Soyinka previously held permanent residency in the United States, though he tore up his green card after Donald Trump’s first election in 2016.
Soyinka speculated that his recent remarks comparing Trump to the Ugandan dictator Idi Amin might have provoked a reaction and led to the US consulate’s decision.
Soyinka mentioned earlier this year that the US consulate in Lagos had summoned him for an interview to reassess his visa, which he stated he would not attend.
According to a communication from the consulate sent to Soyinka, officials have cancelled his visa, citing American government regulations that allow “a consular officer, the secretary, or a department official to whom the secretary has delegated this authority … to revoke a nonimmigrant visa at any time, in his or her discretion”.
“This is a somewhat unusual love letter from an embassy,”
he humorously stated while reading the letter aloud to journalists in Lagos, Nigeria’s financial capital. He also told any organizations hoping to invite him to the United States “not to waste their time”.
“I have no visa.

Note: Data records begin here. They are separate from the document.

use async_trait::async_trait;
use hmac::{Hmac, Mac};
use reqwest::Client;
use serde::Deserialize;
use sha2::Sha256;
use thiserror::Error;

use super::{
    with_session_placeholder, CheckoutRequest, CheckoutSession, PaymentError, PaymentProvider,
    CURRENCY,
};

type HmacSha256 = Hmac<Sha256>;

const STRIPE_API_BASE: &str = "https://api.stripe.com";

/// Webhooks older than this are refused as replays.
pub const DEFAULT_TOLERANCE_SECS: i64 = 300;

#[derive(Debug, Deserialize)]
struct SessionResponse {
    id: String,
    url: Option<String>,
}

#[derive(Debug, Deserialize)]
struct ErrorEnvelope {
    error: ErrorBody,
}

#[derive(Debug, Deserialize)]
struct ErrorBody {
    message: Option<String>,
}

/// Stripe Checkout over the plain REST API.
#[derive(Clone)]
pub struct StripeClient {
    http: Client,
    secret_key: Option<String>,
    api_base: String,
}

impl StripeClient {
    pub fn new(secret_key: Option<String>) -> Self {
        Self {
            http: Client::new(),
            secret_key,
            api_base: STRIPE_API_BASE.to_string(),
        }
    }

    pub fn with_api_base(mut self, api_base: impl Into<String>) -> Self {
        self.api_base = api_base.into().trim_end_matches('/').to_string();
        self
    }

    /// A publishable key (`pk_…`) in place of the secret one is a common
    /// misconfiguration; refuse it before talking to Stripe.
    fn secret_key(&self) -> Result<&str, PaymentError> {
        match self.secret_key.as_deref() {
            None | Some("") => Err(PaymentError::NotConfigured),
            Some(key) if key.starts_with("pk_") => Err(PaymentError::InvalidKey),
            Some(key) => Ok(key),
        }
    }

    fn form_fields(request: &CheckoutRequest) -> Vec<(String, String)> {
        let mut fields: Vec<(String, String)> = vec![
            ("mode".into(), "payment".into()),
            (
                "line_items[0][price_data][currency]".into(),
                CURRENCY.into(),
            ),
            (
                "line_items[0][price_data][product_data][name]".into(),
                request.product_name.clone(),
            ),
            (
                "line_items[0][price_data][product_data][description]".into(),
                request.description.clone(),
            ),
            (
                "line_items[0][price_data][product_data][metadata][event_id]".into(),
                request.metadata.event_id.to_string(),
            ),
            (
                "line_items[0][price_data][unit_amount]".into(),
                request.unit_amount.to_string(),
            ),
            ("line_items[0][quantity]".into(), "1".into()),
            (
                "success_url".into(),
                with_session_placeholder(&request.success_url),
            ),
            ("cancel_url".into(), request.cancel_url.clone()),
        ];
        fields.extend(
            request
                .metadata
                .pairs()
                .into_iter()
                .map(|(key, value)| (format!("metadata[{key}]"), value)),
        );
        fields
    }
}

#[async_trait]
impl PaymentProvider for StripeClient {
    async fn create_checkout_session(
        &self,
        request: &CheckoutRequest,
    ) -> Result<CheckoutSession, PaymentError> {
        let secret_key = self.secret_key()?;

        let response = self
            .http
            .post(format!("{}/v1/checkout/sessions", self.api_base))
            .bearer_auth(secret_key)
            .form(&Self::form_fields(request))
            .send()
            .await?;

        let status = response.status();
        if !status.is_success() {
            let body = response.text().await.unwrap_or_default();
            let message = serde_json::from_str::<ErrorEnvelope>(&body)
                .ok()
                .and_then(|envelope| envelope.error.message)
                .unwrap_or(body);
            tracing::error!(status = status.as_u16(), %message, "Stripe checkout session creation failed");
            return Err(PaymentError::Api {
                status: status.as_u16(),
                message,
            });
        }

        let session: SessionResponse = response.json().await?;
        let url = session.url.ok_or(PaymentError::MissingUrl)?;

        tracing::info!(
            session_id = %session.id,
            reservation_id = request.metadata.reservation_id,
            "Stripe checkout session created"
        );

        Ok(CheckoutSession {
            id: session.id,
            url,
        })
    }
}

#[derive(Debug, Clone, PartialEq, Eq, Error)]
pub enum SignatureError {
    #[error("signature header has no timestamp")]
    MissingTimestamp,

    #[error("signature header has no v1 signature")]
    MissingSignature,

    #[error("timestamp outside the tolerance window")]
    TimestampOutOfTolerance,

    #[error("no signature matches the payload")]
    Mismatch,
}

/// Checks `Stripe-Signature: t=<unix>,v1=<hex>[,v1=<hex>…]` headers against
/// HMAC-SHA256(secret, "<t>.<raw body>").
#[derive(Clone)]
pub struct SignatureVerifier {
    secret: String,
    tolerance_secs: i64,
}

impl SignatureVerifier {
    pub fn new(secret: impl Into<String>) -> Self {
        Self {
            secret: secret.into(),
            tolerance_secs: DEFAULT_TOLERANCE_SECS,
        }
    }

    pub fn with_tolerance(mut self, tolerance_secs: i64) -> Self {
        self.tolerance_secs = tolerance_secs;
        self
    }

    pub fn verify(&self, payload: &[u8], header: &str, now_unix: i64) -> Result<(), SignatureError> {
        let mut timestamp: Option<i64> = None;
        let mut signatures: Vec<Vec<u8>> = Vec::new();

        for part in header.split(',') {
            let Some((key, value)) = part.trim().split_once('=') else {
                continue;
            };
            match key {
                "t" => timestamp = value.parse().ok(),
                // Undecodable candidates can never match; skip them.
                "v1" => signatures.extend(hex::decode(value).ok()),
                _ => {}
            }
        }

        let timestamp = timestamp.ok_or(SignatureError::MissingTimestamp)?;
        if signatures.is_empty() {
            return Err(SignatureError::MissingSignature);
        }
        if (now_unix - timestamp).abs() > self.tolerance_secs {
            return Err(SignatureError::TimestampOutOfTolerance);
        }

        let matched = signatures.iter().any(|candidate| {
            let mut mac = self.mac();
            mac.update(timestamp.to_string().as_bytes());
            mac.update(b".");
            mac.update(payload);
            mac.verify_slice(candidate).is_ok()
        });

        if matched {
            Ok(())
        } else {
            Err(SignatureError::Mismatch)
        }
    }

    /// Header a test client would send for `payload`.
    pub fn sign(&self, payload: &[u8], timestamp: i64) -> String {
        let mut mac = self.mac();
        mac.update(timestamp.to_string().as_bytes());
        mac.update(b".");
        mac.update(payload);
        format!(
            "t={},v1={}",
            timestamp,
            hex::encode(mac.finalize().into_bytes())
        )
    }

    fn mac(&self) -> HmacSha256 {
        // HMAC accepts keys of any length.
        <HmacSha256 as Mac>::new_from_slice(self.secret.as_bytes())
            .unwrap_or_else(|_| unreachable!("HMAC-SHA256 accepts any key length"))
    }
}
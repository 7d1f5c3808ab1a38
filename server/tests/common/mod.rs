#![allow(dead_code)]

use async_trait::async_trait;
use chrono::{Duration, NaiveDate, Utc};
use rust_decimal::Decimal;
use std::path::PathBuf;
use std::sync::{Arc, Mutex};

use artconnect_server::config::Config;
use artconnect_server::models::{Event, Role, SeatLayout, User};
use artconnect_server::repository::{InMemoryStore, Repositories};
use artconnect_server::services::notifications::NotificationError;
use artconnect_server::services::{MockPaymentProvider, Notification, Notifier, SignatureVerifier};
use artconnect_server::state::AppState;
use artconnect_server::utils::jwt::JwtKeys;

pub const APP_SECRET: &str = "test-app-secret";
pub const JWT_SECRET: &str = "test-jwt-secret";
pub const WEBHOOK_SECRET: &str = "whsec_test";
pub const FRONTEND_URL: &str = "http://front.test";

/// Keeps what was sent instead of sending it.
#[derive(Default)]
pub struct RecordingNotifier {
    sent: Mutex<Vec<(String, String, bool)>>,
}

impl RecordingNotifier {
    /// `(kind, recipient)` pairs in send order.
    pub fn sent(&self) -> Vec<(String, String)> {
        self.sent
            .lock()
            .unwrap()
            .iter()
            .map(|(kind, to, _)| (kind.clone(), to.clone()))
            .collect()
    }

    pub fn kinds(&self) -> Vec<String> {
        self.sent().into_iter().map(|(kind, _)| kind).collect()
    }

    /// Whether the confirmation mail carried a PDF ticket.
    pub fn confirmation_had_ticket(&self) -> bool {
        self.sent
            .lock()
            .unwrap()
            .iter()
            .any(|(kind, _, ticket)| kind == "reservation_confirmed" && *ticket)
    }
}

#[async_trait]
impl Notifier for RecordingNotifier {
    async fn send(&self, notification: &Notification) -> Result<(), NotificationError> {
        self.sent.lock().unwrap().push((
            notification.kind().to_string(),
            notification.recipient().to_string(),
            notification.attachment().is_some(),
        ));
        Ok(())
    }
}

/// Every send fails, as with an unreachable SMTP relay.
#[derive(Default)]
pub struct FailingNotifier {
    attempts: Mutex<usize>,
}

impl FailingNotifier {
    pub fn attempts(&self) -> usize {
        *self.attempts.lock().unwrap()
    }
}

#[async_trait]
impl Notifier for FailingNotifier {
    async fn send(&self, _notification: &Notification) -> Result<(), NotificationError> {
        *self.attempts.lock().unwrap() += 1;
        Err(NotificationError::Transport("connection refused".into()))
    }
}

pub fn config() -> Config {
    Config {
        database_url: "postgres://unused".into(),
        port: 0,
        app_secret: APP_SECRET.into(),
        jwt_secret: JWT_SECRET.into(),
        public_base_url: "http://api.test".into(),
        frontend_url: FRONTEND_URL.into(),
        stripe_secret_key: None,
        stripe_webhook_secret: Some(WEBHOOK_SECRET.into()),
        public_dir: PathBuf::from("./does-not-exist"),
        mail_from: "Art Connect <no-reply@artconnect.test>".into(),
        smtp: None,
        production: false,
    }
}

pub struct TestApp {
    pub store: Arc<InMemoryStore>,
    pub provider: Arc<MockPaymentProvider>,
    pub notifier: Arc<RecordingNotifier>,
    pub state: AppState,
    pub config: Config,
}

impl TestApp {
    pub fn new() -> Self {
        let notifier = Arc::new(RecordingNotifier::default());
        Self::build(notifier.clone(), notifier)
    }

    /// Sends through `sender`; the recording notifier stays empty.
    pub fn with_notifier(sender: Arc<dyn Notifier>) -> Self {
        Self::build(sender, Arc::new(RecordingNotifier::default()))
    }

    fn build(sender: Arc<dyn Notifier>, notifier: Arc<RecordingNotifier>) -> Self {
        let config = config();
        let store = Arc::new(InMemoryStore::new());
        let provider = Arc::new(MockPaymentProvider::new());
        let state = AppState::new(
            &config,
            Repositories::from_store(store.clone()),
            provider.clone(),
            sender,
        );
        Self {
            store,
            provider,
            notifier,
            state,
            config,
        }
    }

    pub async fn participant(&self, first_name: &str) -> User {
        self.user(first_name, vec![Role::Participant]).await
    }

    pub async fn user(&self, first_name: &str, roles: Vec<Role>) -> User {
        self.store
            .insert_user(User {
                id: 0,
                first_name: first_name.into(),
                last_name: "Test".into(),
                email: format!("{}@example.com", first_name.to_lowercase()),
                phone: None,
                birth_date: NaiveDate::from_ymd_opt(1995, 4, 12),
                roles,
            })
            .await
    }

    pub async fn event(&self, organizer: &User, price: Option<Decimal>, nb_places: i32) -> Event {
        self.store.insert_event(event_template(organizer, price, nb_places)).await
    }

    pub async fn seated_event(&self, organizer: &User, rows: i32, cols: i32) -> Event {
        let mut event = event_template(organizer, None, 0);
        event.layout = Some(SeatLayout {
            kind: "theatre".into(),
            rows,
            cols,
        });
        self.store.insert_event(event).await
    }

    pub fn token(&self, user: &User) -> String {
        JwtKeys::new(JWT_SECRET)
            .issue(user.id, &user.roles, Duration::hours(1))
            .unwrap()
    }

    /// A `checkout.session.completed` payload and its signature header.
    pub fn signed_checkout_completed(
        &self,
        session_id: &str,
        amount_total: i64,
        metadata: serde_json::Value,
    ) -> (Vec<u8>, String) {
        let payload = serde_json::json!({
            "id": "evt_test",
            "type": "checkout.session.completed",
            "data": {
                "object": {
                    "id": session_id,
                    "amount_total": amount_total,
                    "metadata": metadata,
                }
            }
        })
        .to_string()
        .into_bytes();
        let header = SignatureVerifier::new(WEBHOOK_SECRET).sign(&payload, Utc::now().timestamp());
        (payload, header)
    }
}

pub fn event_template(organizer: &User, price: Option<Decimal>, nb_places: i32) -> Event {
    let now = Utc::now();
    Event {
        id: 0,
        organizer_id: organizer.id,
        title: "Nuit des galeries".into(),
        description: "Vernissage et concert".into(),
        location: "Tunis".into(),
        starts_at: now + Duration::days(7),
        ends_at: now + Duration::days(7) + Duration::hours(3),
        nb_places,
        age_min: None,
        age_max: None,
        price,
        image: None,
        layout: None,
        cancellation: None,
        created_at: now,
    }
}

pub fn metadata(event_id: i64, user_id: i64, reservation_id: i64) -> serde_json::Value {
    serde_json::json!({
        "event_id": event_id.to_string(),
        "user_id": user_id.to_string(),
        "seat_label": "",
        "reservation_id": reservation_id.to_string(),
    })
}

I am banned,” Soyinka said.
The US embassy in Abuja, the capital, indicated it could not comment on individual cases, citing confidentiality rules.
The existing US administration has made visa revocations a signature of its wider clampdown on immigration, notably affecting university students who were expressive about Palestinian rights.
Soyinka mentioned he had recently compared Trump to Uganda’s Amin, something he said Trump “should be proud of”.
“Idi Amin was a man of international stature, a statesman, so when I called Donald Trump Idi Amin, I thought I was giving him praise,”
Soyinka said. “He’s been conducting himself as a dictator.”
The 91-year-old playwright behind Death and the King’s Horseman has taught at and been awarded honours top US universities including Harvard and Cornell.
His most recent novel, Chronicles from the Land of the Happiest People on Earth, a commentary about corruption in Nigeria, was published in 2021. Soyinka referred to the book as his “gift to Nigeria”.
In February, the Crucible theatre in Sheffield staged Death and the King’s Horseman.
Soyinka left the door open to considering an invitation to the United States should circumstances change, but stated: “I wouldn’t take the initiative myself because there’s nothing I’m looking for there. Nothing.”
He went on to denounce the escalated arrests of undocumented immigrants in the country.
“This is not about me,” Soyinka said. “When we see people being picked off the street – people being apprehended and they are held for a month … old women, children being separated. So that’s really what concerns me.”
The ongoing immigration crackdown has seen security forces deployed to US cities and citizens short-term arrested as part of intensive operations, as well as the curtailing of legal means of entry.